▸ EXERCISE DETAILS
Would you write out the whole listing below exactly as given?

▸ INPUT FOR THIS TASK
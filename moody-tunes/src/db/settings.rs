//! Settings database operations
//!
//! Key-value accessors over the `settings` table.

use moody_common::{Error, Result};
use sqlx::SqlitePool;

/// Read and parse a setting; `None` when the key is absent or NULL
pub async fn get_setting<T>(db: &SqlitePool, key: &str) -> Result<Option<T>>
where
    T: std::str::FromStr,
    T::Err: std::fmt::Display,
{
    let value: Option<Option<String>> =
        sqlx::query_scalar("SELECT value FROM settings WHERE key = ?")
            .bind(key)
            .fetch_optional(db)
            .await?;

    match value.flatten() {
        Some(value) => {
            let parsed = value
                .trim()
                .parse::<T>()
                .map_err(|e| Error::Config(format!("Parse setting '{}' failed: {}", key, e)))?;
            Ok(Some(parsed))
        }
        None => Ok(None),
    }
}

/// Insert or overwrite a setting
pub async fn set_setting<T>(db: &SqlitePool, key: &str, value: T) -> Result<()>
where
    T: std::fmt::Display,
{
    sqlx::query(
        "INSERT INTO settings (key, value) VALUES (?, ?)
         ON CONFLICT(key) DO UPDATE SET value = excluded.value",
    )
    .bind(key)
    .bind(value.to_string())
    .execute(db)
    .await?;

    Ok(())
}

▸ FINISHED TASK
filename moody-tunes/src/db/settings.rs
//! Settings database operations
//!
//! Key-value accessors over the `settings` table.

use moody_common::{Error, Result};
use sqlx::SqlitePool;

/// Read and parse a setting; `None` when the key is absent or NULL
pub async fn get_setting<T>(db: &SqlitePool, key: &str) -> Result<Option<T>>
where
    T: std::str::FromStr,
    T::Err: std::fmt::Display,
{
    let value: Option<Option<String>> =
        sqlx::query_scalar("SELECT value FROM settings WHERE key = ?")
            .bind(key)
            .fetch_optional(db)
            .await?;

    match value.flatten() {
        Some(value) => {
            let parsed = value
                .trim()
                .parse::<T>()
                .map_err(|e| Error::Config(format!("Parse setting '{}' failed: {}", key, e)))?;
            Ok(Some(parsed))
        }
        None => Ok(None),
    }
}

/// Insert or overwrite a setting
pub async fn set_setting<T>(db: &SqlitePool, key: &str, value: T) -> Result<()>
where
    T: std::fmt::Display,
{
    sqlx::query(
        "INSERT INTO settings (key, value) VALUES (?, ?)
         ON CONFLICT(key) DO UPDATE SET value = excluded.value",
    )
    .bind(key)
    .bind(value.to_string())
    .execute(db)
    .await?;

    Ok(())
}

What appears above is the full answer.